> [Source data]
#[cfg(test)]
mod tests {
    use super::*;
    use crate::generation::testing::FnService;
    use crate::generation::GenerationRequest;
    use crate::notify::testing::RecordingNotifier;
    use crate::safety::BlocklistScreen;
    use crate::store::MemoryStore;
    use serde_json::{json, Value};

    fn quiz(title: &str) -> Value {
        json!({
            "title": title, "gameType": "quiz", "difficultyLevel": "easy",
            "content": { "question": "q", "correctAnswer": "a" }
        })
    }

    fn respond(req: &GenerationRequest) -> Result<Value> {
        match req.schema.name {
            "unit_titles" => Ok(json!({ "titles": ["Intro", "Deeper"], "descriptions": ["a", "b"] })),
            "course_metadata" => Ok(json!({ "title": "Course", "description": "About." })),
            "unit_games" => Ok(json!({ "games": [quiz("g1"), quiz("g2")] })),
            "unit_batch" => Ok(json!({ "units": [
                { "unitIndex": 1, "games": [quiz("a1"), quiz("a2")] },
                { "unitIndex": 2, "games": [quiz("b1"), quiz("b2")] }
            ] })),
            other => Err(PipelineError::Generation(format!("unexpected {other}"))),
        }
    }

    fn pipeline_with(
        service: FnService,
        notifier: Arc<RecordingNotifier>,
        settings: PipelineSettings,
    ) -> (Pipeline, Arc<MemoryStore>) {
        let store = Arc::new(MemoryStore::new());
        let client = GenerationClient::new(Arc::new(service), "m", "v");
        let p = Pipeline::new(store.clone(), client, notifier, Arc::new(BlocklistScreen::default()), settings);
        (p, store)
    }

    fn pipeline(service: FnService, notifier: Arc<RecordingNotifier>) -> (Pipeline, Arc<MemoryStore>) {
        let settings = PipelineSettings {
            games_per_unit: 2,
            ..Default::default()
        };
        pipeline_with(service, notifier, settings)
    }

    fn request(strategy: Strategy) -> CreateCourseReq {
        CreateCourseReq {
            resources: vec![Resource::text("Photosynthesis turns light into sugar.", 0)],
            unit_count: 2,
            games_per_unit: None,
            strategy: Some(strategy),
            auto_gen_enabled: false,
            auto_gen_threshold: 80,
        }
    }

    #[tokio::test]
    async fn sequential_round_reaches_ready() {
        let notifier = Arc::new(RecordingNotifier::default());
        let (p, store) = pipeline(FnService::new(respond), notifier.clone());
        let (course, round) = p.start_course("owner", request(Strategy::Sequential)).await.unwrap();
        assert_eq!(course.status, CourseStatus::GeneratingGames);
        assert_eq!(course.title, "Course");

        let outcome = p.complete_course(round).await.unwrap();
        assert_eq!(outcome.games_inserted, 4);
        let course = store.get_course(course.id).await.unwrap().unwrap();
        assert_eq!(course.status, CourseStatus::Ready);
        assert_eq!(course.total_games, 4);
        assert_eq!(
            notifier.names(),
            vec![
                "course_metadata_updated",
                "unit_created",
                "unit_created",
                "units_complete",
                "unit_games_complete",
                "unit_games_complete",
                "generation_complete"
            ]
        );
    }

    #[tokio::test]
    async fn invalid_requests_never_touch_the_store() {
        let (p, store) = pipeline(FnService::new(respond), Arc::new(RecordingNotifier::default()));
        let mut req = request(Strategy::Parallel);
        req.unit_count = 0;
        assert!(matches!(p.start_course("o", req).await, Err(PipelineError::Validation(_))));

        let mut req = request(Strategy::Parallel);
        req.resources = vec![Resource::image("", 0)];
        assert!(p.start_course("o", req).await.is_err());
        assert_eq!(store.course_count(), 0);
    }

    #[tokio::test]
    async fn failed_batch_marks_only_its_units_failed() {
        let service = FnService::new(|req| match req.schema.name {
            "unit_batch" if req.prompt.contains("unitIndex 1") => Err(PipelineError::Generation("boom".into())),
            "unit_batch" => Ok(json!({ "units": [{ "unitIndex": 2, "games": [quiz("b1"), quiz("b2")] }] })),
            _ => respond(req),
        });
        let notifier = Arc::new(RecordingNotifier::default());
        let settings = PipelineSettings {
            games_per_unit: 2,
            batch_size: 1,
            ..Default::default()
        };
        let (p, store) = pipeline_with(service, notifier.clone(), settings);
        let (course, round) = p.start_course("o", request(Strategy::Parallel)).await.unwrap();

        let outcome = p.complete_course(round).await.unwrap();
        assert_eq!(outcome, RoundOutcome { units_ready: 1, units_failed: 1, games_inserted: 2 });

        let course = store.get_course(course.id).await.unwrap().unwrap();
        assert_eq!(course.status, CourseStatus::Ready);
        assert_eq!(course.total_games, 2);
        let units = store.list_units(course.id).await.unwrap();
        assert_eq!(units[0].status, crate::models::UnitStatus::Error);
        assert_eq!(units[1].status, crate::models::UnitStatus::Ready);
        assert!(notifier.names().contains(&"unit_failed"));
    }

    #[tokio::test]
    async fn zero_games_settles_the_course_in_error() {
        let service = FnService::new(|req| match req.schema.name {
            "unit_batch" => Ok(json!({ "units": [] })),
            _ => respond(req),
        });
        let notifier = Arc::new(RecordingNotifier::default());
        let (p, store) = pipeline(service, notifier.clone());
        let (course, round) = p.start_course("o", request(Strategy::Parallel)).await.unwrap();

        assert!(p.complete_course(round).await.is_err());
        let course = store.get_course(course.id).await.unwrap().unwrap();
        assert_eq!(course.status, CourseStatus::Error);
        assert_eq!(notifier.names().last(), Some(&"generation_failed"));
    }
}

> [Aim of the exercise] Track down every line in the entries that includes the string "resources", and copy it.

> [Solution to the exercise]
            resources: vec![Resource::text("Photosynthesis turns light into sugar.", 0)],
        req.resources = vec![Resource::image("", 0)];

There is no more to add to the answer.